I. La consolidation d’une obligation déclarative étendue
Le Conseil constitutionnel fonde sa décision sur une interprétation stricte des obligations qui incombent aux candidats, en liant la formalité de restitution des documents de campagne à une présomption de perception de recettes (A), ce qui caractérise un manquement justifiant l’intervention du juge électoral (B).

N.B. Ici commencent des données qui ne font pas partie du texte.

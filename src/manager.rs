//! Decomposition manager.
//!
//! The [`Manager`] owns every node synthesized during a decomposition session, the canonicalizing
//! [`Table`] and the scratch buffers. Callers only ever hold [`Ref`] handles into its arena.
//!
//! # Arena layout
//!
//! ```text
//! @0                      constant 1 (~@0 is constant 0)
//! @1 ..= @max_support     elementary variables x0, x1, ...
//! @k ...                  divisor leaves and internal nodes, in creation order
//! ```
//!
//! Internal nodes only reference earlier entries, so walking the arena in index order visits
//! fanins before their fanouts.
//!
//! Divisor leaves are shared between calls: a divisor equal to one seen before reuses its leaf.
//! Every node records the divisor leaves in its cone, and the table only hands out nodes whose
//! divisors are all offered by the current call. [`Manager::clear`] drops everything above the
//! variable leaves.

use std::fmt::{Debug, Formatter};

use crate::bitset::BitSet;
use crate::isf::Scratch;
use crate::node::{Node, NodeKind};
use crate::params::{Params, MAX_SUPPORT_LIMIT};
use crate::reference::Ref;
use crate::table::Table;
use crate::truth;

/// Counters describing the last [`decompose`][Manager::decompose] call.
#[derive(Debug, Default, Clone, Eq, PartialEq)]
pub struct Stats {
    /// Recursive sub-problems visited.
    pub calls: usize,
    /// Sub-problems resolved by the canonicalizing table.
    pub table_hits: usize,
    /// Sub-problems resolved by a divisor leaf.
    pub divisor_hits: usize,
    /// Sub-problems resolved by an elementary variable.
    pub var_hits: usize,
    pub and_splits: usize,
    pub or_splits: usize,
    pub xor_splits: usize,
    /// Sub-problems without a strong split, expanded around one variable.
    pub shannon: usize,
    /// Internal nodes created.
    pub nodes: usize,
}

pub struct Manager {
    pub(crate) params: Params,
    pub(crate) nodes: Vec<Node>,
    pub(crate) table: Table,
    pub(crate) scratch: Scratch,
    /// Number of variables of the current problem.
    pub(crate) n_vars: usize,
    /// Divisor leaves by number of first appearance.
    pub(crate) divisor_leaves: Vec<u32>,
    /// Divisor leaves of the current problem, by position in the call.
    pub(crate) divisors: Vec<u32>,
    /// Numbers of the divisor leaves offered by the current problem.
    pub(crate) offered: BitSet,
    /// Internal nodes created by the last call, in creation order.
    pub(crate) created: Vec<u32>,
    pub(crate) root: Option<Ref>,
    pub(crate) stats: Stats,
}

impl Manager {
    /// Allocates a manager for functions of up to `params.max_support` variables.
    pub fn new(params: Params) -> Self {
        assert!(
            params.max_support <= MAX_SUPPORT_LIMIT,
            "Maximum support size should be in the range 0..={}",
            MAX_SUPPORT_LIMIT
        );

        let width = params.max_support;
        let mut nodes = Vec::with_capacity(width + 1);
        nodes.push(Node::new(NodeKind::Const, truth::ones(width), 0));
        for v in 0..width {
            nodes.push(Node::new(
                NodeKind::Var(v as u32),
                truth::var(width, v),
                1 << v,
            ));
        }

        Self {
            table: Table::new(width),
            scratch: Scratch::new(width),
            params,
            nodes,
            n_vars: 0,
            divisor_leaves: Vec::new(),
            divisors: Vec::new(),
            offered: BitSet::new(),
            created: Vec::new(),
            root: None,
            stats: Stats::default(),
        }
    }
}

impl Default for Manager {
    fn default() -> Self {
        Manager::new(Params::default())
    }
}

impl Debug for Manager {
    fn fmt(&self, f: &mut Formatter<'_>) -> std::fmt::Result {
        f.debug_struct("Manager")
            .field("max_support", &self.params.max_support)
            .field("n_vars", &self.n_vars)
            .field("nodes", &self.nodes.len())
            .field("table", &self.table.len())
            .field("root", &self.root)
            .finish()
    }
}

impl Manager {
    pub fn params(&self) -> &Params {
        &self.params
    }
    pub fn max_support(&self) -> usize {
        self.params.max_support
    }
    /// Number of variables of the last problem.
    pub fn num_vars(&self) -> usize {
        self.n_vars
    }
    pub fn table(&self) -> &Table {
        &self.table
    }
    pub fn stats(&self) -> &Stats {
        &self.stats
    }

    /// Width (in variables) of every truth table stored in the arena.
    pub(crate) fn width(&self) -> usize {
        self.params.max_support
    }

    /// Empties the canonicalizing table and drops every divisor leaf and internal node.
    ///
    /// Only the constant and the elementary variables survive; references to other nodes become
    /// invalid.
    pub fn clear(&mut self) {
        self.table.clear();
        self.nodes.truncate(self.params.max_support + 1);
        self.divisor_leaves.clear();
        self.divisors.clear();
        self.offered.clear();
        self.created.clear();
        self.root = None;
    }

    /// Total number of nodes in the arena, leaves included.
    pub fn len(&self) -> usize {
        self.nodes.len()
    }

    pub fn is_empty(&self) -> bool {
        self.nodes.is_empty()
    }

    /// Returns the `i`-th internal node created by the last successful decomposition.
    pub fn func(&self, i: usize) -> Ref {
        assert!(
            i < self.created.len(),
            "Node {} does not exist, the last decomposition created {}",
            i,
            self.created.len()
        );
        Ref::new(self.created[i])
    }

    pub fn node(&self, node: Ref) -> &Node {
        &self.nodes[node.index()]
    }

    /// Root of the last successful decomposition.
    pub fn root(&self) -> Option<Ref> {
        self.root
    }

    /// Number of internal nodes created by the last successful decomposition.
    pub fn node_num(&self) -> usize {
        self.created.len()
    }

    /// Internal nodes created by the last successful decomposition, in creation order.
    pub fn nodes(&self) -> impl Iterator<Item = Ref> + '_ {
        self.created.iter().map(|&id| Ref::new(id))
    }

    /// All internal nodes in the arena, fanins before fanouts.
    pub fn gates(&self) -> impl Iterator<Item = Ref> + '_ {
        self.nodes
            .iter()
            .enumerate()
            .filter(|(_, n)| n.is_gate())
            .map(|(i, _)| Ref::new(i as u32))
    }

    pub fn var_ref(&self, var: usize) -> Ref {
        assert!(var < self.params.max_support, "Variable {} is out of range", var);
        Ref::new(var as u32 + 1)
    }

    /// Leaf of the `i`-th divisor of the last call.
    ///
    /// Equal divisors, in this call or earlier ones, share a leaf.
    pub fn divisor_ref(&self, i: usize) -> Ref {
        Ref::new(self.divisors[i])
    }

    pub fn fanin0(&self, node: Ref) -> Ref {
        self.fanins(node)[0]
    }

    pub fn fanin1(&self, node: Ref) -> Ref {
        self.fanins(node)[1]
    }

    fn fanins(&self, node: Ref) -> [Ref; 2] {
        match self.node(node).fanins() {
            Some(fanins) => fanins,
            None => panic!("Node {} is a leaf and has no fanins", node.regular()),
        }
    }

    pub fn copy(&self, node: Ref) -> Option<usize> {
        self.node(node).copy
    }

    pub fn set_copy(&mut self, node: Ref, value: usize) {
        self.nodes[node.index()].copy = Some(value);
    }

    pub fn clear_copies(&mut self) {
        for node in &mut self.nodes {
            node.copy = None;
        }
    }

    /// Truth table of the function referenced by `node`, polarity applied.
    pub fn truth(&self, node: Ref) -> Vec<u64> {
        let width = self.width();
        let t = &self.node(node).truth;
        if node.is_negated() {
            let mut neg = truth::zeros(width);
            truth::not(&mut neg, t, width);
            neg
        } else {
            t.clone()
        }
    }

    /// Evaluates the network below `node` at `point` by walking its structure.
    pub fn evaluate(&self, node: Ref, point: usize) -> bool {
        let value = match self.node(node).kind {
            NodeKind::Const => true,
            NodeKind::Var(v) => (point >> v) & 1 != 0,
            NodeKind::Divisor(_) => truth::get_bit(&self.node(node).truth, point),
            NodeKind::Gate { op, fanins } => {
                op.eval(self.evaluate(fanins[0], point), self.evaluate(fanins[1], point))
            }
        };
        value ^ node.is_negated()
    }

    /// Renders the network below `node` as a nested expression, e.g. `AND(x0, ~x1)`.
    pub fn to_expr_string(&self, node: Ref) -> String {
        let neg = if node.is_negated() { "~" } else { "" };
        match self.node(node).kind {
            NodeKind::Const => if node.is_negated() { "0" } else { "1" }.to_string(),
            NodeKind::Var(v) => format!("{}x{}", neg, v),
            NodeKind::Divisor(i) => format!("{}d{}", neg, i),
            NodeKind::Gate { op, fanins } => format!(
                "{}{}({}, {})",
                neg,
                op,
                self.to_expr_string(fanins[0]),
                self.to_expr_string(fanins[1])
            ),
        }
    }
}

A. La présomption de perception de dons liée à la non-restitution des carnets
L’article L. 52-12 du code électoral conditionne l’obligation de déposer un compte de campagne soit à l’obtention d’au moins 1 % des suffrages exprimés, soit au bénéfice de dons de personnes physiques. Dans le cas présent, la candidate n’ayant pas atteint ce seuil électoral, seule la seconde condition pouvait l’astreindre à cette formalité. Le Conseil constitutionnel établit ici une mécanique probatoire claire en affirmant que « l’absence de restitution par le candidat des carnets de reçus-dons fait présumer de la perception de dons de personnes physiques ». Cette présomption, bien que simple, déplace la charge de la preuve sur le candidat. Il lui appartient de démontrer, par tous moyens, qu’il n’a pas perçu de dons, malgré le fait qu’il n’ait pas retourné les carnets de reçus. Le juge constate que cette présomption peut être « combattue par tous moyens », mais relève aussitôt que l’intéressée « n’a, en l’espèce, produit aucun justificatif de nature à la renverser ». L’absence de preuve contraire apportée par la candidate rend donc la présomption irréfragable dans les faits de l’espèce et établit fermement son obligation de déposer un compte de campagne.

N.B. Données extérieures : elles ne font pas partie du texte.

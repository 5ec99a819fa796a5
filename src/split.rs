//! Feasibility search for strong bi-decomposition.
//!
//! A split of an ISF with support `S` assigns every variable of `S` to one of three groups: `XA`
//! (only the first component depends on it), `XB` (only the second one does) and the common
//! remainder `XC`. A split is *strong* when both `XA` and `XB` are nonempty, so that each component
//! has strictly smaller support than the ISF itself.
//!
//! - **OR**: `f = A(XA, XC) ∨ B(XB, XC)` exists iff `on ∧ ∃XA off ∧ ∃XB off = 0`.
//! - **AND**: `f = A ∧ B` iff `¬f = ¬A ∨ ¬B`, i.e. the OR test on the complemented ISF.
//! - **XOR**: `f = A(XA, XC) ⊕ B(XB, XC)` exists iff the parity constraints
//!   `A(a, c) ⊕ B(b, c) = f(a, b, c)` over all care points have no odd cycle.
//!
//! Seeds are all pairs of support variables in ascending order; each feasible seed is grown greedily
//! by moving remaining common variables to `XA`, or failing that to `XB`. Splits are ranked by the
//! size of the smaller exclusive set, then by the total number of exclusive variables.

use log::debug;

use crate::gate::GateType;
use crate::isf::{full_mask, Isf};
use crate::truth;
use crate::utils::ParityUnionFind;

#[derive(Debug, Copy, Clone, Eq, PartialEq)]
pub struct Split {
    pub op: GateType,
    /// Variables only the first component depends on.
    pub only_a: u32,
    /// Variables only the second component depends on.
    pub only_b: u32,
}

impl Split {
    pub fn support_a(&self, support: u32) -> u32 {
        support & !self.only_b
    }

    pub fn support_b(&self, support: u32) -> u32 {
        support & !self.only_a
    }

    /// Balanced splits with many exclusive variables first.
    fn score(&self) -> (u32, u32) {
        let a = self.only_a.count_ones();
        let b = self.only_b.count_ones();
        (a.min(b), a + b)
    }
}

/// Searches every operator of `operators` and keeps the best split. Earlier operators win ties.
pub fn best(isf: &Isf, operators: &[GateType], n_vars: usize) -> Option<Split> {
    operators
        .iter()
        .filter_map(|&op| find(isf, op, n_vars))
        .fold(None, |best, split| match best {
            Some(b) if b.score() >= split.score() => Some(b),
            _ => Some(split),
        })
}

/// Searches for a strong split of `isf` under `op`.
pub fn find(isf: &Isf, op: GateType, n_vars: usize) -> Option<Split> {
    let vars: Vec<usize> = isf.support_vars().collect();
    if vars.len() < 2 {
        return None;
    }

    let checker = match op {
        GateType::Or => Checker::Or {
            on: &isf.on,
            off: &isf.off,
        },
        GateType::And => Checker::Or {
            on: &isf.off,
            off: &isf.on,
        },
        GateType::Xor => Checker::Xor(XorProblem::new(isf)),
    };

    let mut best: Option<Split> = None;
    for (i, &x) in vars.iter().enumerate() {
        for &y in &vars[i + 1..] {
            let (mut a, mut b) = (1u32 << x, 1u32 << y);
            if !checker.feasible(a, b, n_vars) {
                continue;
            }
            for &z in &vars {
                let bit = 1u32 << z;
                if (a | b) & bit != 0 {
                    continue;
                }
                if checker.feasible(a | bit, b, n_vars) {
                    a |= bit;
                } else if checker.feasible(a, b | bit, n_vars) {
                    b |= bit;
                }
            }

            let candidate = Split {
                op,
                only_a: a,
                only_b: b,
            };
            debug!("split: feasible {} {:#b} | {:#b}", op, a, b);
            if best.map_or(true, |s| candidate.score() > s.score()) {
                best = Some(candidate);
            }
            if a | b == isf.support {
                return best;
            }
        }
    }
    best
}

enum Checker<'a> {
    Or { on: &'a [u64], off: &'a [u64] },
    Xor(XorProblem),
}

impl Checker<'_> {
    fn feasible(&self, only_a: u32, only_b: u32, n_vars: usize) -> bool {
        match self {
            Checker::Or { on, off } => or_feasible(on, off, only_a, only_b, n_vars),
            Checker::Xor(problem) => problem.solve(only_a, only_b).is_some(),
        }
    }
}

fn or_feasible(on: &[u64], off: &[u64], only_a: u32, only_b: u32, n_vars: usize) -> bool {
    let mut ea = off[..truth::word_num(n_vars)].to_vec();
    let mut eb = ea.clone();
    truth::exist_set(&mut ea, n_vars, only_a);
    truth::exist_set(&mut eb, n_vars, only_b);
    on.iter()
        .zip(&ea)
        .zip(&eb)
        .all(|((o, a), b)| o & a & b == 0)
}

/// First component of an OR split: `(∃XB(on ∧ ∃XA off), ∃XB off)`.
///
/// For AND splits pass the complemented ISF.
pub fn or_component_a(isf: &Isf, split: &Split, n_vars: usize) -> Isf {
    let mut ea = isf.off.clone();
    truth::exist_set(&mut ea, n_vars, split.only_a);
    let mut on = truth::zeros(n_vars);
    truth::and(&mut on, &isf.on, &ea, n_vars);
    truth::exist_set(&mut on, n_vars, split.only_b);

    let mut off = isf.off.clone();
    truth::exist_set(&mut off, n_vars, split.only_b);

    Isf::new(on, off, split.support_a(isf.support), n_vars)
}

/// Second component of an OR split, given the realization `fa` of the first one:
/// `(∃XA(on ∧ ¬fa), ∃XA off)`.
pub fn or_component_b(isf: &Isf, split: &Split, fa: &[u64], n_vars: usize) -> Isf {
    let mut on = truth::zeros(n_vars);
    truth::sharp(&mut on, &isf.on, fa, n_vars);
    truth::exist_set(&mut on, n_vars, split.only_a);

    let mut off = isf.off.clone();
    truth::exist_set(&mut off, n_vars, split.only_a);

    Isf::new(on, off, split.support_b(isf.support), n_vars)
}

/// Both components of a feasible XOR split.
///
/// Projections touched by some care point carry their solved value, the others are don't-cares.
pub fn xor_components(isf: &Isf, split: &Split, n_vars: usize) -> (Isf, Isf) {
    let problem = XorProblem::new(isf);
    let (mut uf, touched) = problem
        .solve(split.only_a, split.only_b)
        .expect("XOR split must be feasible");
    let ca = problem.compress(split.only_a);
    let cb = problem.compress(split.only_b);
    let size = problem.size();

    let mut a_on = truth::zeros(n_vars);
    let mut a_off = truth::zeros(n_vars);
    let mut b_on = truth::zeros(n_vars);
    let mut b_off = truth::zeros(n_vars);
    for k in 0..size {
        let p = problem.expand(k);
        let u = k & !cb;
        let v = size + (k & !ca);
        if touched[u] {
            truth::set_bit(if uf.value(u) { &mut a_on } else { &mut a_off }, p);
        }
        if touched[v] {
            truth::set_bit(if uf.value(v) { &mut b_on } else { &mut b_off }, p);
        }
    }

    // The points above only cover the support; replicate over the other variables.
    let rest = full_mask(n_vars) & !isf.support;
    let replicate = |mut t: Vec<u64>| {
        truth::exist_set(&mut t, n_vars, rest);
        truth::stretch(&t, n_vars, n_vars)
    };

    (
        Isf::new(
            replicate(a_on),
            replicate(a_off),
            split.support_a(isf.support),
            n_vars,
        ),
        Isf::new(
            replicate(b_on),
            replicate(b_off),
            split.support_b(isf.support),
            n_vars,
        ),
    )
}

/// Care points of an ISF in the sub-cube spanned by its support.
struct XorProblem {
    vars: Vec<usize>,
    points: Vec<(usize, bool)>,
}

impl XorProblem {
    fn new(isf: &Isf) -> Self {
        let vars: Vec<usize> = isf.support_vars().collect();
        let mut problem = Self {
            vars,
            points: Vec::new(),
        };
        for k in 0..problem.size() {
            let p = problem.expand(k);
            if truth::get_bit(&isf.on, p) {
                problem.points.push((k, true));
            } else if truth::get_bit(&isf.off, p) {
                problem.points.push((k, false));
            }
        }
        problem
    }

    fn size(&self) -> usize {
        1 << self.vars.len()
    }

    /// Maps a sub-cube index to a point of the full table (other variables at 0).
    fn expand(&self, k: usize) -> usize {
        self.vars
            .iter()
            .enumerate()
            .fold(0, |p, (i, &v)| p | (((k >> i) & 1) << v))
    }

    /// Maps a variable mask to the sub-cube bit positions.
    fn compress(&self, mask: u32) -> usize {
        self.vars
            .iter()
            .enumerate()
            .filter(|&(_, &v)| mask & (1 << v) != 0)
            .fold(0, |acc, (i, _)| acc | (1 << i))
    }

    /// Solves the parity constraints. Elements `0..size` are the projections of the first
    /// component, `size..2*size` those of the second one.
    fn solve(&self, only_a: u32, only_b: u32) -> Option<(ParityUnionFind, Vec<bool>)> {
        let ca = self.compress(only_a);
        let cb = self.compress(only_b);
        let size = self.size();
        let mut uf = ParityUnionFind::new(2 * size);
        let mut touched = vec![false; 2 * size];
        for &(k, value) in &self.points {
            let u = k & !cb;
            let v = size + (k & !ca);
            if !uf.union(u, v, value) {
                return None;
            }
            touched[u] = true;
            touched[v] = true;
        }
        Some((uf, touched))
    }
}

B. La qualification du manquement en l’absence de circonstances atténuantes
Une fois l’obligation de dépôt du compte de campagne établie, le Conseil constitutionnel examine la nature du manquement constitué par l’absence de ce dépôt. Conformément à l’article L.O. 136-1 du code électoral, une sanction d’inéligibilité peut être prononcée en cas de « manquement d’une particulière gravité aux règles de financement des campagnes électorales ». Le juge ne se contente pas de constater l’omission déclarative ; il en évalue la gravité. Pour ce faire, il recherche si des éléments extérieurs auraient pu excuser ou expliquer ce manquement. Or, il ressort de la décision qu’il « ne résulte pas de l’instruction que des circonstances particulières étaient de nature à justifier la méconnaissance des obligations résultant de l’article L. 52-12 ». Cette formule, classique dans le contentieux électoral, signifie que ni un cas de force majeure, ni une erreur excusable n’ont été invoqués ou démontrés par la candidate. L’absence de toute justification confère ainsi au manquement la « particulière gravité » requise par la loi organique, ouvrant la voie au prononcé d’une sanction par le juge.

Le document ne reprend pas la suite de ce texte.